最終的に移行のためのロードマップを作成したが、機密情報管理の方法については今も悩み続けている。2026年12月のCocoaPods Trunk読み取り専用化までに、SPMへの移行計画を完了させたいと考えている。

Excluded Architectures問題の解決

2024年から引き続き、Xcode 16(iOS 18)以降で発生していたExcluded Architectures設定に関連する問題に悩まされていた。この設定があると、SFSafariViewControllerUIImagePickerControllerを表示した際にフリーズしたり、MapKitで地図を表示した時に画面が真っ赤になる不具合が発生していた。

https://dev.classmethod.jp/articles/xcode16-ios18-safariviewcontroller-freeze-fix/

https://dev.classmethod.jp/articles/ios18-simulator-mapkit-red-screen-issue/

さらに問題を複雑にしていたのが、Excluded Architectures設定があるとSwift Package Managerも正常に動作しないという点だった。これは、一部のサードパーティSDKがarm64シミュレータアーキテクチャに対応していないことが原因だった。

調整を重ねて、必要なSDKのアップデートや代替手段の検討をおこない、ようやくExcluded Architectures設定を削除できた。この問題の解決によって、SPM移行が可能となった。

GitHub Actionsによるブランチマージの自動化

以前と比べるとチームの人数も増え、開発ブランチ数も激増した。複数の機能開発が並行して進む中、ブランチ管理の複雑さが課題となっていた。特に、複数のfeatureブランチを段階的にマージする作業が手動では非効率だった。ミスこそ発生していなかったが、手動で実施していることでケアレスミスが発生するのは時間の問題であった。
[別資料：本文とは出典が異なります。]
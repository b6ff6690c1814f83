//! Total embedding: retries, timeouts and fallback vectors.
//!
//! [`ResilientEmbedder`] sits between the retrieval engine and an
//! [`EmbeddingProvider`]. It never fails: every input gets a vector of the
//! configured dimension, tagged with its provenance.

use std::sync::Arc;

use futures::StreamExt;
use rand::Rng;
use tracing::{debug, warn};

use crate::config::RagConfig;
use crate::embedding::{Embedding, EmbeddingProvider, FallbackReason};

/// Wraps an optional [`EmbeddingProvider`] with retry, timeout and fallback.
///
/// - blank input → zero vector, no provider call
/// - input longer than `max_input_chars` → truncated first
/// - failure, timeout or wrong dimension → retried with exponential backoff,
///   then replaced by a random vector
/// - no provider at all → random vectors, logged as a configuration warning
///
/// # Example
///
/// ```rust,ignore
/// use docchat_rag::{RagConfig, ResilientEmbedder};
///
/// let embedder = ResilientEmbedder::new(Arc::new(provider), RagConfig::default());
/// let embeddings = embedder.embed(&["first line", "second line"]).await;
/// assert_eq!(embeddings.len(), 2);
/// ```
#[derive(Clone)]
pub struct ResilientEmbedder {
    provider: Option<Arc<dyn EmbeddingProvider>>,
    config: RagConfig,
}

impl ResilientEmbedder {
    /// Wrap a configured provider.
    pub fn new(provider: Arc<dyn EmbeddingProvider>, config: RagConfig) -> Self {
        Self { provider: Some(provider), config }
    }

    /// An embedder with no provider; every non-blank input gets a random vector.
    pub fn unconfigured(config: RagConfig) -> Self {
        Self { provider: None, config }
    }

    /// Wrap a provider that may be missing.
    pub fn from_optional(provider: Option<Arc<dyn EmbeddingProvider>>, config: RagConfig) -> Self {
        Self { provider, config }
    }

    /// Whether a provider is configured.
    pub fn is_configured(&self) -> bool {
        self.provider.is_some()
    }

    /// Dimensionality of every vector this embedder returns.
    pub fn dimensions(&self) -> usize {
        self.config.dimensions
    }

    /// The configuration in use.
    pub fn config(&self) -> &RagConfig {
        &self.config
    }

    /// Embed `texts`, returning one embedding per input in input order.
    ///
    /// Inputs are embedded concurrently, up to `embed_concurrency` at a time.
    pub async fn embed(&self, texts: &[&str]) -> Vec<Embedding> {
        if texts.is_empty() {
            return Vec::new();
        }
        self.warn_if_unconfigured(texts.len());

        // Collected up front so the stream holds plain futures rather than a
        // borrowing closure, which keeps the returned future `Send`.
        let pending: Vec<_> = texts.iter().map(|text| self.embed_text(text)).collect();
        futures::stream::iter(pending)
            .buffered(self.config.embed_concurrency.max(1))
            .collect()
            .await
    }

    /// Embed a single query string.
    pub async fn embed_query(&self, text: &str) -> Embedding {
        self.warn_if_unconfigured(1);
        self.embed_text(text).await
    }

    fn warn_if_unconfigured(&self, inputs: usize) {
        if self.provider.is_none() {
            warn!(
                inputs,
                dimensions = self.config.dimensions,
                "no embedding provider configured; using random embeddings as fallback"
            );
        }
    }

    async fn embed_text(&self, text: &str) -> Embedding {
        let dimensions = self.config.dimensions;

        if text.trim().is_empty() {
            return Embedding::Fallback {
                vector: vec![0.0; dimensions],
                reason: FallbackReason::EmptyInput,
            };
        }

        let Some(provider) = &self.provider else {
            return Embedding::Fallback {
                vector: random_vector(dimensions),
                reason: FallbackReason::Unconfigured,
            };
        };

        let text = truncate_chars(text, self.config.max_input_chars);
        let attempts = self.config.max_attempts.max(1);
        let mut last_error = String::new();

        for attempt in 0..attempts {
            match tokio::time::timeout(self.config.request_timeout(), provider.embed(text)).await {
                Ok(Ok(vector)) if vector.len() == dimensions => {
                    return Embedding::Provided(vector);
                }
                Ok(Ok(vector)) => {
                    last_error =
                        format!("expected {dimensions} dimensions, got {}", vector.len());
                }
                Ok(Err(e)) => last_error = e.to_string(),
                Err(_) => {
                    last_error =
                        format!("request timed out after {}ms", self.config.request_timeout_ms);
                }
            }

            if attempt + 1 < attempts {
                let delay = self.config.backoff_delay(attempt);
                debug!(
                    provider = provider.name(),
                    attempt = attempt + 1,
                    max_attempts = attempts,
                    backoff_ms = delay.as_millis() as u64,
                    error = %last_error,
                    "retrying embedding after failure"
                );
                tokio::time::sleep(delay).await;
            }
        }

        warn!(
            provider = provider.name(),
            attempts,
            error = %last_error,
            "failed to get embedding; using random vector as fallback"
        );
        Embedding::Fallback {
            vector: random_vector(dimensions),
            reason: FallbackReason::ProviderFailed { attempts, message: last_error },
        }
    }
}

impl std::fmt::Debug for ResilientEmbedder {
    fn fmt(&self, f: &mut std::fmt::Formatter<'_>) -> std::fmt::Result {
        f.debug_struct("ResilientEmbedder")
            .field("provider", &self.provider.as_ref().map(|p| p.name().to_string()))
            .field("config", &self.config)
            .finish()
    }
}

/// Truncate to at most `max_chars` characters, on a character boundary.
fn truncate_chars(text: &str, max_chars: usize) -> &str {
    match text.char_indices().nth(max_chars) {
        Some((byte_index, _)) => &text[..byte_index],
        None => text,
    }
}

fn random_vector(dimensions: usize) -> Vec<f32> {
    let mut rng = rand::rng();
    (0..dimensions).map(|_| rng.random::<f32>()).collect()
}

#[cfg(test)]
mod tests {
    use super::*;

    #[test]
    fn truncation_respects_char_boundaries() {
        assert_eq!(truncate_chars("héllo", 2), "hé");
        assert_eq!(truncate_chars("short", 10), "short");
        assert_eq!(truncate_chars("exact", 5), "exact");
    }

    #[test]
    fn random_vectors_are_unit_interval() {
        let v = random_vector(32);
        assert_eq!(v.len(), 32);
        assert!(v.iter().all(|x| (0.0..1.0).contains(x)));
    }
}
この課題に対応するため、GitHub Actionsを使ってブランチの段階的マージを自動化する仕組みを構築した。これにより、チームメンバーの作業効率が向上し、マージミスのリスクも軽減された。

アプリの品質改善

2024年に引き続き、アプリの品質向上に注力した。メモリリークの調査と修正、クラッシュレポートの分析と対応、古いライブラリの削除など、地道な改善作業を継続的におこなった。

特にメモリリークについては、Instrumentsを使った詳細な分析をおこない、リーク箇所を一つずつ特定して修正を進めている。また、不要になった古いライブラリを削除することで、アプリのサイズ削減とメンテナンス性の向上を図った。

DevelopersIOで書いたブログ記事

2025年はDevelopersIOで30本の記事を執筆した。以下は、特に反響の大きかった記事をカテゴリ別にピックアップする。

セキュリティ・開発環境関連

iOS関連

AI・開発ツール関連

これ以外にも、ネイティブアプリの開発記事を多数投稿しているので、ぜひこちらからご覧いただきたい。

https://dev.classmethod.jp/author/wada-kenji/

仕事以外

弊社は「AWSの会社」という認識が強い。そんな中でネイティブモバイルアプリ開発者として従事しているが、周囲の多くがAWSを活用していることもあり、自分も学んでみようと考えた。

AWS資格の足掛かりとして、また今後のAI活用を見据えて、「AWS Certified AI Practitioner (AIF-C01)」を受験し、合格できた。クラウドとAIの基礎知識を体系的に学ぶ良い機会となった。

https://dev.classmethod.jp/articles/ios-engineer-aws-ai-practitioner-study-log/

現在「AWS Certified Cloud Practitioner (CLF-C02)」の学習を続けており、近々受験したい。

まとめ

2025年を振り返ると、iOS 26への大きな変更、CocoaPods脱却対応、技術的負債の解消など、多くの課題に取り組んだ一年だった。特に2025年後半は仕様調整とドキュメント作成が中心となり、プログラミングができずストレスが溜まっていた。

2026年に向けては、Xcode 26への移行・CocoaPodsからSPMへの移行を確実に完了させるとともに、アプリのモダン化と品質改善を継続的に進めていきたい。また、プライベートでは個人アプリの新作開発に取り組み、プログラミングに重きを置いて活動していければと思う。技術的な挑戦を続けながら、より良いアプリ開発を目指す一年にしたい。